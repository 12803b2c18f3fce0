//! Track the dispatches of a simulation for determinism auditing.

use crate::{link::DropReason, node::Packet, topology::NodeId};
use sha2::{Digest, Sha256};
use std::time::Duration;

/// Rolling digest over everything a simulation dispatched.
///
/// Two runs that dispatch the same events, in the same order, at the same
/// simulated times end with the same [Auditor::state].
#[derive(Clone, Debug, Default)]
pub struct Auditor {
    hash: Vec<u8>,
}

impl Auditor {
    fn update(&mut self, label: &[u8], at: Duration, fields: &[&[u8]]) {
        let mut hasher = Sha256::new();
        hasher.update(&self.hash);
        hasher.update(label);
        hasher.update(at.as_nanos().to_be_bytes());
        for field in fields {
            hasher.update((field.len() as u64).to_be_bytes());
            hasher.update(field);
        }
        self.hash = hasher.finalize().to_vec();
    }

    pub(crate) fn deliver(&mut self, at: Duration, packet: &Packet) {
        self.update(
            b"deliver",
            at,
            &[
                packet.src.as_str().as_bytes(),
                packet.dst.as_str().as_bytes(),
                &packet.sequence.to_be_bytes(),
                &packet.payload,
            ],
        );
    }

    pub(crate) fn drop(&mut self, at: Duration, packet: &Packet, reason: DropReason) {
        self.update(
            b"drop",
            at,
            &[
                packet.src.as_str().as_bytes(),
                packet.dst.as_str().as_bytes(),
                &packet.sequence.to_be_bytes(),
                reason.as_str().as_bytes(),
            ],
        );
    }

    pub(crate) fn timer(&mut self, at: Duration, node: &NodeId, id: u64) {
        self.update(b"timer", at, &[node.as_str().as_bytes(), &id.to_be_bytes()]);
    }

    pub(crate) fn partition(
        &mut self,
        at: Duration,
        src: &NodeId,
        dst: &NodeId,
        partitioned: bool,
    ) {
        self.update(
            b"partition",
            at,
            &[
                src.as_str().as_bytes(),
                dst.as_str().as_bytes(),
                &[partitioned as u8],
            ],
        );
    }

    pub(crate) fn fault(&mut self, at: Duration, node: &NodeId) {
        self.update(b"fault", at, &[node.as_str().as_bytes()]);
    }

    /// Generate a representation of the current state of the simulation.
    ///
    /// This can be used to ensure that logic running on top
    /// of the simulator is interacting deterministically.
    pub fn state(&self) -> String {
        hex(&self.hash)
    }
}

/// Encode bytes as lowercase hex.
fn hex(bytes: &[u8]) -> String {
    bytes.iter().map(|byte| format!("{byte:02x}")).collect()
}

● ● ●

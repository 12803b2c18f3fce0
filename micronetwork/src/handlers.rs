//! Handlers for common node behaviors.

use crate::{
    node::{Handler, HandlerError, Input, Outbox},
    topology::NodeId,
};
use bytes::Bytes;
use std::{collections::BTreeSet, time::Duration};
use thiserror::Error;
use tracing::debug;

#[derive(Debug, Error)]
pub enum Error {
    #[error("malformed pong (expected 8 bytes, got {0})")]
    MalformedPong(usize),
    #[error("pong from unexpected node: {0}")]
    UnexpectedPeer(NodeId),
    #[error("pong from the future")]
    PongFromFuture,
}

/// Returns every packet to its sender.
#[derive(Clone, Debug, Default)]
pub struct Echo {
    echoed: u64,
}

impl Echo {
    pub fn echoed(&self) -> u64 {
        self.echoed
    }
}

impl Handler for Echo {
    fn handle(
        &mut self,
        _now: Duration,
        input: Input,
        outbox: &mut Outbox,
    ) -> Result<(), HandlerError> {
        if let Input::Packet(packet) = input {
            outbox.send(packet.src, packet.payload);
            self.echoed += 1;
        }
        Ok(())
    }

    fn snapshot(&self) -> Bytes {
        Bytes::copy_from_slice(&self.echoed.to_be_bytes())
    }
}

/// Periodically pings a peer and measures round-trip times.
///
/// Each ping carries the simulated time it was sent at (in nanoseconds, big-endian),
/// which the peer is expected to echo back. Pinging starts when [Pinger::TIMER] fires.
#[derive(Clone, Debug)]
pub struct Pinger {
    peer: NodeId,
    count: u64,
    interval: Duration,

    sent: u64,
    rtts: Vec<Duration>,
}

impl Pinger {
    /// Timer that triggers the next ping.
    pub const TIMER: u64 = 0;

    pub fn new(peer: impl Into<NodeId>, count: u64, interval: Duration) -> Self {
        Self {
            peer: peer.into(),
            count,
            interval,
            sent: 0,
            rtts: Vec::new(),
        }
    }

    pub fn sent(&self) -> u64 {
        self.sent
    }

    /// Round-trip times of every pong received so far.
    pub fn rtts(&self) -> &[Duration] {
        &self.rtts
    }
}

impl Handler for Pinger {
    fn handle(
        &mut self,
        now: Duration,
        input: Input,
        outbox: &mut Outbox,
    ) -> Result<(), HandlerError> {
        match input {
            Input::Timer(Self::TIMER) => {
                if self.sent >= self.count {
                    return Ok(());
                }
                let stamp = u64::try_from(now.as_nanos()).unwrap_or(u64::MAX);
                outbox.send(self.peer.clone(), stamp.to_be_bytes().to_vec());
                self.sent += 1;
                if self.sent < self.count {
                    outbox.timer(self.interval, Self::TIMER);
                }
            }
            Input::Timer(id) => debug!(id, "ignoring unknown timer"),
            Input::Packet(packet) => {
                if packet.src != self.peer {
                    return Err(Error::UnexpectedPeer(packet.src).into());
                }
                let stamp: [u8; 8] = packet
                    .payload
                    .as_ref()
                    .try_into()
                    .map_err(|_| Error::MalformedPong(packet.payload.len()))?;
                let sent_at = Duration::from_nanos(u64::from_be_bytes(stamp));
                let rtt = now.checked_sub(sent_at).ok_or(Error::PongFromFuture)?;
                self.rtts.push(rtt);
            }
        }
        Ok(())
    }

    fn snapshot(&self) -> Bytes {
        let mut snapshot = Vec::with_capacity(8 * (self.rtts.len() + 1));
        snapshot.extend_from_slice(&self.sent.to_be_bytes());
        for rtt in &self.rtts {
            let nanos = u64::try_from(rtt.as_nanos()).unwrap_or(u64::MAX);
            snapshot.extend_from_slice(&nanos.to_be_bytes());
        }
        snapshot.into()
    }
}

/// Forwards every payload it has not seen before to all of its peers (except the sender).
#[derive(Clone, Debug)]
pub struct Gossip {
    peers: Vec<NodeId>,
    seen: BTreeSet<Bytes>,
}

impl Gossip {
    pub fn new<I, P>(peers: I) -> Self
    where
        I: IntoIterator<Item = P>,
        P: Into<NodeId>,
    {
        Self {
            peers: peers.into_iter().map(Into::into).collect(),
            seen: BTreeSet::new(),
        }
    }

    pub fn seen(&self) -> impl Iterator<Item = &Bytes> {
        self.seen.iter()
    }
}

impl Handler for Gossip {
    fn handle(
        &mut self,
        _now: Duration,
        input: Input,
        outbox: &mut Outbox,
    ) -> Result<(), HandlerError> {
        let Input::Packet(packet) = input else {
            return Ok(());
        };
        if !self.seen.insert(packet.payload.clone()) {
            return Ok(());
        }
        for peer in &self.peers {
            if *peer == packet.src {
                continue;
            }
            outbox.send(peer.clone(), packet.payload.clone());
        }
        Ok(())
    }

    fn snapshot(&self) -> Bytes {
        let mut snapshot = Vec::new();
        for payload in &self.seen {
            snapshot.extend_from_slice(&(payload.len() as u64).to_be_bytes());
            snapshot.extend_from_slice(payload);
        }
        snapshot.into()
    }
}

● ● ●

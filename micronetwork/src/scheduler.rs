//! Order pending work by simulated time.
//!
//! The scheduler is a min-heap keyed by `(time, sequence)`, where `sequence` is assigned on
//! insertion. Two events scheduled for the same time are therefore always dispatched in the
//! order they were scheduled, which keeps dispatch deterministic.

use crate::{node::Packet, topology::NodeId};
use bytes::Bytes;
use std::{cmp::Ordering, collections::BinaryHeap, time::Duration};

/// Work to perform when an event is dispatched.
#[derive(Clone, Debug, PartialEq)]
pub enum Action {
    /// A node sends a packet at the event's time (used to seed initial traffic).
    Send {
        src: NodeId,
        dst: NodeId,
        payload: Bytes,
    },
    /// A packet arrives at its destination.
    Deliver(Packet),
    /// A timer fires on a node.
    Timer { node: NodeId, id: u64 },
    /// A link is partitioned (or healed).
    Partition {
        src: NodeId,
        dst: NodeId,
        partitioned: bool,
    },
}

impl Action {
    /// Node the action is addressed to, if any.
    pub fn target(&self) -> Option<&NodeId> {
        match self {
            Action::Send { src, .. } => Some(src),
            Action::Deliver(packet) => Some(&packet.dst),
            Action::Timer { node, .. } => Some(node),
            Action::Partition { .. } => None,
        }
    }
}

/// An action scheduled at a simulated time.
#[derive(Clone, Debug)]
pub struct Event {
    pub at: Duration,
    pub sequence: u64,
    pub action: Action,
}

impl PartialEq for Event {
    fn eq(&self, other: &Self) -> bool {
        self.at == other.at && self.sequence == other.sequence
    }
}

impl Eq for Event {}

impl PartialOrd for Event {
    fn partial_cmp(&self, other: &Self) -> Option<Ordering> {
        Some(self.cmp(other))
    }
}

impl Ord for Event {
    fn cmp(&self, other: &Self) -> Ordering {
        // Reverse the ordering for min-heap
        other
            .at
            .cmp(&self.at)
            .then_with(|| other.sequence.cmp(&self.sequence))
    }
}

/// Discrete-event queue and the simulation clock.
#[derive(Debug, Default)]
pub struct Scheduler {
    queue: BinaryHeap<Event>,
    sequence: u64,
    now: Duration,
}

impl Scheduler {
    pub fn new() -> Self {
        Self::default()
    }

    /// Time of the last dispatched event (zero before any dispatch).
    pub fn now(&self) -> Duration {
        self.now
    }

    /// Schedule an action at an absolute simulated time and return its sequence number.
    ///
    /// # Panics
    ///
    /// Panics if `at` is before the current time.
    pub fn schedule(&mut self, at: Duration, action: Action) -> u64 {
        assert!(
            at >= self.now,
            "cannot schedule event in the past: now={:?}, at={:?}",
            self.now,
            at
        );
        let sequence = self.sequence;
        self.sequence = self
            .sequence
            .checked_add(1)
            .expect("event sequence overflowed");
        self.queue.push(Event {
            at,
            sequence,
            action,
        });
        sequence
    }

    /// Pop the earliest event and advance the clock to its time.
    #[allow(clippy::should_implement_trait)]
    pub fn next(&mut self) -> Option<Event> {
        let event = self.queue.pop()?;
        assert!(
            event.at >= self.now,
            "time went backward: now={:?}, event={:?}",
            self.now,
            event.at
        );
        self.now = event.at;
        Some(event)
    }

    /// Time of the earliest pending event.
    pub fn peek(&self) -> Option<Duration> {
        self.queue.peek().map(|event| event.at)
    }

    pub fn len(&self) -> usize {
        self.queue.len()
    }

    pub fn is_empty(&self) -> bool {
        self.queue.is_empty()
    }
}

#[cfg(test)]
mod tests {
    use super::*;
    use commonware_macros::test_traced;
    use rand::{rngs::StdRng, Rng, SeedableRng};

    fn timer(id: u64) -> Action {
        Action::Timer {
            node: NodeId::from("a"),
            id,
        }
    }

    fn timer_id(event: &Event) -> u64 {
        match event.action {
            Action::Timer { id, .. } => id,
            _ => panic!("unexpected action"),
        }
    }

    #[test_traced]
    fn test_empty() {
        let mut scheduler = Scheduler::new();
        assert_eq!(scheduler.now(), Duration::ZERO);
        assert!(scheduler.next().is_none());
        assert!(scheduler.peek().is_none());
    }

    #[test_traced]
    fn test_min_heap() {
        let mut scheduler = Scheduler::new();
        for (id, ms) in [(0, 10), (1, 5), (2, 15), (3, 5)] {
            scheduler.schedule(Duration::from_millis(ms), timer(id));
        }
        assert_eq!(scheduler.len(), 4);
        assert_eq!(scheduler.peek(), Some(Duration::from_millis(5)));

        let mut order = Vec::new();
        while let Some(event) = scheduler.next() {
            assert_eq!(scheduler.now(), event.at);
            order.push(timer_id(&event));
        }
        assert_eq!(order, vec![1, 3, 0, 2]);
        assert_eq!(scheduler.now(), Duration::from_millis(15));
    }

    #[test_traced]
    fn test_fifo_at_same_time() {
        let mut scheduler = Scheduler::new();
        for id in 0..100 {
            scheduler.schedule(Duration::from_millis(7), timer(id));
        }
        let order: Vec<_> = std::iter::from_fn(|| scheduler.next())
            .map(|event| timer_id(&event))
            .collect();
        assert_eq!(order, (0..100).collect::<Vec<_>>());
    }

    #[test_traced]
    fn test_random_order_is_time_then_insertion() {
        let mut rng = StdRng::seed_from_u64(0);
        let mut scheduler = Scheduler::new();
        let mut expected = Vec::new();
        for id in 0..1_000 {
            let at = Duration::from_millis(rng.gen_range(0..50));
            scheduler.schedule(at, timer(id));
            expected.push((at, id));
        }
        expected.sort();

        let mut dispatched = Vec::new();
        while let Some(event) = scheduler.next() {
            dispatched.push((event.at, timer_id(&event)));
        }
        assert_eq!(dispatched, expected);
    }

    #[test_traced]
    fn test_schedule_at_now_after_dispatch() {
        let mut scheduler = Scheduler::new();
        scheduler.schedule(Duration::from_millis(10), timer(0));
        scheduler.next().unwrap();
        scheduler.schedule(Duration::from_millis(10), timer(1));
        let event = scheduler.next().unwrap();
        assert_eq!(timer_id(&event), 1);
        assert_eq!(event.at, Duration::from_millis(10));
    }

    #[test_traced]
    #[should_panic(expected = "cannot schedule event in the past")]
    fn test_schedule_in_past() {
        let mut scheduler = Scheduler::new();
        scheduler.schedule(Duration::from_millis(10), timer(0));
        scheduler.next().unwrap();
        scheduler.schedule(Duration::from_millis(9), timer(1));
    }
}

● ● ●

Exercise goal - Above are the entries; copy out every line among them that contains the word "peers".

Solution to the exercise -
/// Forwards every payload it has not seen before to all of its peers (except the sender).
    peers: Vec<NodeId>,
    pub fn new<I, P>(peers: I) -> Self
            peers: peers.into_iter().map(Into::into).collect(),
        for peer in &self.peers {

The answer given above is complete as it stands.